Leur précieuse collection, entre 40 et 80 millions d’insectes, flotte dans des bouteilles d’éthanol rangées dans des cartons. Le tout s’entasse dans les salles de classe défraîchies d’une ancienne école en briques, protégé des rayons du soleil par d’épais rideaux. Chaque carton renferme le contenu collecté dans un seul piège à insectes, sur une même période d’une ou deux semaines.
« Depuis 1982, les pièges que nous fabriquons nous-mêmes sont standardisés et contrôlés, de même taille, de même matériau et ils sont relevés au même rythme à 63 emplacements toujours identiques », détaille auprès de l’AFP Martin Sorg, le maître des lieux, lunettes à la John Lennon et longs cheveux blancs flottant sur un gilet à poches de baroudeur.
Le résultat de cette quête sur plus de trois décennies « soit bien plus que n’importe quel projet universitaire dépendant de financements », note M. Sorg est l’une des rares mesures de la disparition des insectes en Europe. Or si chaque insecte doit encore être répertorié, une tâche herculéenne pour ces amateurs souvent retraités, leur déclin quantitatif est d’ores et déjà vertigineux: à Krefeld, la masse d’insectes volants a reculé de 76% en trente ans.
La démonstration tient dans deux bouteilles empoignées par le laborantin. Dans sa main gauche, une bouteille contenant environ 1.400 grammes d’insectes piégés en 1994, contre 300 grammes dans le même piège actuellement. « Nous n’avons pris conscience de la gravité de ce déclin qu’en 2011, et depuis, chaque année, nous avons constaté que cela empirait », note Martin Sorg, qui décide alors de sonner l’alerte.

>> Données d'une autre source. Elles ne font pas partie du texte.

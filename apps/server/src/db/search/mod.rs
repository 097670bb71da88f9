//! Property search: parameter decoding, predicates, SQL compilation and execution.

pub mod engine;
pub mod filter;
pub mod params;
pub mod query_builder;

pub use engine::SearchEngine;
pub use filter::{FilterSpec, Predicate};
pub use params::{SearchParameters, SortBy};
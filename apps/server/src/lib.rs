//! Heya - rental property marketplace API
//!
//! Read-only HTTP API over a Postgres listing database:
//! - Multi-criteria property search with stable pagination
//! - Property detail with owner-only access to unpublished listings
//! - Master data lists for building search forms

pub mod api;
pub mod auth;
pub mod config;
pub mod db;
pub mod error;
pub mod logging;
pub mod metrics;
pub mod models;
pub mod request_context;
pub mod services;
pub mod state;

pub use config::Config;
pub use error::{Error, Result};
pub use state::AppState;
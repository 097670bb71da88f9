//! Property records as returned by search and detail retrieval

use chrono::{DateTime, Utc};
use rust_decimal::Decimal;
use serde::{Deserialize, Serialize};

/// A listed property joined with its master-data display names and
/// hydrated with its child collections.
#[derive(Debug, Clone, Serialize, Deserialize, PartialEq)]
pub struct Property {
    pub id: i32,
    pub corporate_user_id: i32,
    pub title: String,
    pub description: Option<String>,
    pub prefecture_id: i32,
    pub prefecture_name: String,
    pub address: String,
    pub building_type_id: i32,
    pub building_type_name: String,
    pub building_name: Option<String>,
    /// Years; `None` when unknown.
    pub building_age: Option<i32>,
    pub floor_number: Option<i32>,
    pub total_floors: Option<i32>,
    pub floor_plan_type_id: i32,
    pub floor_plan_type_name: String,
    /// Square metres.
    #[serde(with = "rust_decimal::serde::float")]
    pub area: Decimal,
    pub rent: i32,
    pub management_fee: i32,
    pub deposit: i32,
    pub key_money: i32,
    pub is_published: bool,
    pub created_at: DateTime<Utc>,
    pub updated_at: DateTime<Utc>,

    /// Ordered by `display_order`.
    pub stations: Vec<PropertyStation>,
    /// Ordered by `display_order`.
    pub images: Vec<PropertyImage>,
    /// Ordered by name.
    pub features: Vec<PropertyFeature>,
}

/// Nearest-station association (at most three per property).
#[derive(Debug, Clone, Serialize, Deserialize, PartialEq, Eq)]
pub struct PropertyStation {
    /// Station id.
    pub id: i32,
    pub name: String,
    pub railway_line_name: String,
    pub walking_minutes: i32,
    pub display_order: i32,
}

#[derive(Debug, Clone, Serialize, Deserialize, PartialEq, Eq)]
pub struct PropertyImage {
    pub id: i32,
    pub image_url: String,
    pub display_order: i32,
}

#[derive(Debug, Clone, Serialize, Deserialize, PartialEq, Eq)]
pub struct PropertyFeature {
    /// Feature catalog id.
    pub id: i32,
    pub name: String,
}

/// One page of search results.
#[derive(Debug, Clone, Serialize, Deserialize, PartialEq)]
pub struct PropertyPage {
    pub properties: Vec<Property>,
    pub total: i64,
    pub page: u32,
    pub limit: u32,
    #[serde(rename = "totalPages")]
    pub total_pages: i64,
}

impl PropertyPage {
    /// Compose the result envelope; `total_pages` is `ceil(total / limit)`.
    pub fn assemble(properties: Vec<Property>, total: i64, page: u32, limit: u32) -> Self {
        let total = total.max(0);
        let limit_i64 = i64::from(limit.max(1));
        let total_pages = (total + limit_i64 - 1) / limit_i64;
        Self {
            properties,
            total,
            page,
            limit,
            total_pages,
        }
    }
}

#[derive(Debug, Clone, Copy, PartialEq, Eq, Serialize, Deserialize)]
#[serde(rename_all = "lowercase")]
pub enum UserRole {
    Individual,
    Corporate,
}

impl UserRole {
    pub fn parse(value: &str) -> Option<Self> {
        match value {
            "individual" => Some(Self::Individual),
            "corporate" => Some(Self::Corporate),
            _ => None,
        }
    }
}

/// The authenticated caller, as resolved by the identity layer.
#[derive(Debug, Clone, Copy, PartialEq, Eq, Serialize, Deserialize)]
pub struct Viewer {
    pub user_id: i32,
    pub role: UserRole,
}

impl Viewer {
    /// Whether this caller owns a property listed by `corporate_user_id`.
    pub fn owns(&self, corporate_user_id: i32) -> bool {
        self.role == UserRole::Corporate && self.user_id == corporate_user_id
    }
}
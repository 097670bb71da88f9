//! Typed search predicates.
//!
//! [`FilterSpec::from_params`] turns validated [`SearchParameters`] into an
//! ordered list of [`Predicate`]s. Predicates carry operands only; turning
//! them into SQL is the query builder's job, so this stage needs no database.
//!
//! Composition is conjunctive across predicates. Set-valued predicates match
//! "any of" their ids, except [`Predicate::HasAllFeatures`] which is "all of".

use super::params::{SearchParameters, SortBy};
use rust_decimal::Decimal;

#[derive(Debug, Clone, PartialEq, Eq, Hash)]
pub enum Predicate {
    /// Only published listings. Always first in a public search.
    Published,
    IdEquals(i32),
    PrefectureIn(Vec<i32>),
    /// Some associated station lies on one of these lines.
    RailwayLineIn(Vec<i32>),
    /// Some associated station is one of these.
    StationIn(Vec<i32>),
    /// Some station association is within this many minutes on foot.
    WalkingMinutesAtMost(i32),
    RentAtLeast(i64),
    RentAtMost(i64),
    FloorPlanTypeIn(Vec<i32>),
    BuildingTypeIn(Vec<i32>),
    AreaAtLeast(Decimal),
    AreaAtMost(Decimal),
    /// `building_age <= n`, or age unknown.
    BuildingAgeAtMostOrUnknown(i32),
    /// Every listed feature is associated. Ids are distinct.
    HasAllFeatures(Vec<i32>),
    /// Case-insensitive full-text match on title and description.
    Keyword(String),
}

/// Normalized query: predicates, ordering and page window.
#[derive(Debug, Clone, PartialEq, Eq, Hash)]
pub struct FilterSpec {
    pub predicates: Vec<Predicate>,
    pub sort_by: SortBy,
    pub limit: u32,
    pub offset: i64,
}

impl FilterSpec {
    pub fn from_params(params: &SearchParameters) -> Self {
        let mut predicates = vec![Predicate::Published];

        push_set(&mut predicates, &params.prefecture_ids, Predicate::PrefectureIn);
        push_set(&mut predicates, &params.railway_line_ids, Predicate::RailwayLineIn);
        push_set(&mut predicates, &params.station_ids, Predicate::StationIn);
        if let Some(minutes) = params.walking_minutes_max {
            predicates.push(Predicate::WalkingMinutesAtMost(minutes));
        }
        if let Some(rent) = params.rent_min {
            predicates.push(Predicate::RentAtLeast(rent));
        }
        if let Some(rent) = params.rent_max {
            predicates.push(Predicate::RentAtMost(rent));
        }
        push_set(
            &mut predicates,
            &params.floor_plan_type_ids,
            Predicate::FloorPlanTypeIn,
        );
        push_set(
            &mut predicates,
            &params.building_type_ids,
            Predicate::BuildingTypeIn,
        );
        if let Some(area) = params.area_min {
            predicates.push(Predicate::AreaAtLeast(area));
        }
        if let Some(area) = params.area_max {
            predicates.push(Predicate::AreaAtMost(area));
        }
        if let Some(age) = params.building_age_max {
            predicates.push(Predicate::BuildingAgeAtMostOrUnknown(age));
        }
        push_set(&mut predicates, &params.feature_ids, Predicate::HasAllFeatures);
        if let Some(keyword) = params.keyword.as_deref().map(str::trim) {
            if !keyword.is_empty() {
                predicates.push(Predicate::Keyword(keyword.to_string()));
            }
        }

        Self {
            predicates,
            sort_by: params.sort_by,
            limit: params.limit,
            offset: params.offset(),
        }
    }
}

fn push_set<'a>(
    predicates: &mut Vec<Predicate>,
    ids: impl IntoIterator<Item = &'a i32>,
    make: fn(Vec<i32>) -> Predicate,
) {
    let ids: Vec<i32> = ids.into_iter().copied().collect();
    if !ids.is_empty() {
        predicates.push(make(ids));
    }
}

A l’époque, le sort des abeilles commence à peine à émouvoir l’opinion publique. En dehors des milieux écologistes, les questions de biodiversité sont cantonnées aux populaires mammifères et l’expression d’« urgence climatique » n’existe pas. La « surveillance environnementale », soit les relevés systématiques pratiqués sur un écosystème, est encore considérée comme un hobby du dimanche ou une activité militante. Et la communauté scientifique regarde ces amateurs de haut.
Mais en 2011, à quelques kilomètres là, le professeur néerlandais d’écologie Hans de Kroon est dans le flou: il travaille sur le déclin des oiseaux de la région, qu’il pense liée à une pénurie de nourriture, et manque de données. « Nos collègues de Krefeld nous ont contactés en disant nous avons les données pour les insectes, nous aussi nous constatons un net recul et nous sommes très inquiets, pouvez-vous (en) faire quelque chose? », se souvient le Pr de Kroon.

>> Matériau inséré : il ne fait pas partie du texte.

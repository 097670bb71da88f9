//! Batch loading of a page's child collections.
//!
//! One query per collection, keyed by the page's property ids, then grouped
//! in memory. A property with no children gets empty vectors.

use super::SearchEngine;
use crate::metrics::QueryTimer;
use crate::models::{Property, PropertyFeature, PropertyImage, PropertyStation};
use crate::Result;
use sqlx::PgConnection;
use std::collections::HashMap;

const STATIONS_SQL: &str = "SELECT ps.property_id, s.id, s.name, rl.name AS railway_line_name, \
     ps.walking_minutes, ps.display_order \
     FROM property_stations ps \
     JOIN stations s ON ps.station_id = s.id \
     JOIN railway_lines rl ON s.railway_line_id = rl.id \
     WHERE ps.property_id = ANY($1) \
     ORDER BY ps.property_id, ps.display_order";

const IMAGES_SQL: &str = "SELECT property_id, id, image_url, display_order \
     FROM property_images \
     WHERE property_id = ANY($1) \
     ORDER BY property_id, display_order";

const FEATURES_SQL: &str = "SELECT ppf.property_id, pf.id, pf.name \
     FROM property_property_features ppf \
     JOIN property_features pf ON ppf.feature_id = pf.id \
     WHERE ppf.property_id = ANY($1) \
     ORDER BY ppf.property_id, pf.name";

#[derive(Debug, sqlx::FromRow)]
struct StationRow {
    property_id: i32,
    id: i32,
    name: String,
    railway_line_name: String,
    walking_minutes: i32,
    display_order: i32,
}

#[derive(Debug, sqlx::FromRow)]
struct ImageRow {
    property_id: i32,
    id: i32,
    image_url: String,
    display_order: i32,
}

#[derive(Debug, sqlx::FromRow)]
struct FeatureRow {
    property_id: i32,
    id: i32,
    name: String,
}

impl SearchEngine {
    /// Attach stations, images and features to every property in place.
    pub(super) async fn hydrate(
        &self,
        conn: &mut PgConnection,
        properties: &mut [Property],
    ) -> Result<()> {
        if properties.is_empty() {
            return Ok(());
        }
        let ids: Vec<i32> = properties.iter().map(|p| p.id).collect();

        let timer = QueryTimer::start("stations");
        let result = sqlx::query_as::<_, StationRow>(STATIONS_SQL)
            .bind(&ids)
            .fetch_all(&mut *conn)
            .await;
        timer.finish(&result);
        let stations = result.map_err(crate::Error::Database)?;

        let timer = QueryTimer::start("images");
        let result = sqlx::query_as::<_, ImageRow>(IMAGES_SQL)
            .bind(&ids)
            .fetch_all(&mut *conn)
            .await;
        timer.finish(&result);
        let images = result.map_err(crate::Error::Database)?;

        let timer = QueryTimer::start("features");
        let result = sqlx::query_as::<_, FeatureRow>(FEATURES_SQL)
            .bind(&ids)
            .fetch_all(&mut *conn)
            .await;
        timer.finish(&result);
        let features = result.map_err(crate::Error::Database)?;

        tracing::debug!(
            properties = properties.len(),
            stations = stations.len(),
            images = images.len(),
            features = features.len(),
            "Hydrated search page"
        );

        attach(properties, stations, images, features);
        Ok(())
    }
}

fn group_by_property<R, T>(
    rows: Vec<R>,
    split: impl Fn(R) -> (i32, T),
) -> HashMap<i32, Vec<T>> {
    let mut grouped: HashMap<i32, Vec<T>> = HashMap::new();
    for row in rows {
        let (property_id, item) = split(row);
        grouped.entry(property_id).or_default().push(item);
    }
    grouped
}

/// Rows arrive sorted per property, so grouping preserves display order.
fn attach(
    properties: &mut [Property],
    stations: Vec<StationRow>,
    images: Vec<ImageRow>,
    features: Vec<FeatureRow>,
) {
    let mut stations = group_by_property(stations, |r| {
        (
            r.property_id,
            PropertyStation {
                id: r.id,
                name: r.name,
                railway_line_name: r.railway_line_name,
                walking_minutes: r.walking_minutes,
                display_order: r.display_order,
            },
        )
    });
    let mut images = group_by_property(images, |r| {
        (
            r.property_id,
            PropertyImage {
                id: r.id,
                image_url: r.image_url,
                display_order: r.display_order,
            },
        )
    });
    let mut features = group_by_property(features, |r| {
        (
            r.property_id,
            PropertyFeature {
                id: r.id,
                name: r.name,
            },
        )
    });

    for property in properties.iter_mut() {
        property.stations = stations.remove(&property.id).unwrap_or_default();
        property.images = images.remove(&property.id).unwrap_or_default();
        property.features = features.remove(&property.id).unwrap_or_default();
    }
}
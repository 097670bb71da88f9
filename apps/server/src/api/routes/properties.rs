//! Property API Routes
//!
//! Both `/api/properties` and `/api/properties/` are served directly.

use crate::api::handlers::properties;
use crate::state::AppState;
use axum::{routing::get, Router};

pub fn property_routes() -> Router<AppState> {
    Router::new()
        .route("/properties", get(properties::search_properties))
        .route("/properties/", get(properties::search_properties))
        .route("/properties/:id", get(properties::get_property))
}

Les relevés amateurs atterrissent dans le laboratoire universitaire et donnent lieu en 2017 à une publication remarquée, puis alimentent en février dernier une première synthèse de 73 études sur l’état de la faune entomologique à travers le monde depuis 40 ans, du Costa Rica à la Camargue.
Au niveau mondial, plus de 40% d’espèces d’insectes sont en déclin ou menacées d’extinction « et, chaque année, environ 1% supplémentaire s’ajoute à la liste », ont calculé Francisco Sanchez-Bayo et Kris Wyckhuys, des universités de Sydney et du Queensland, en Australie.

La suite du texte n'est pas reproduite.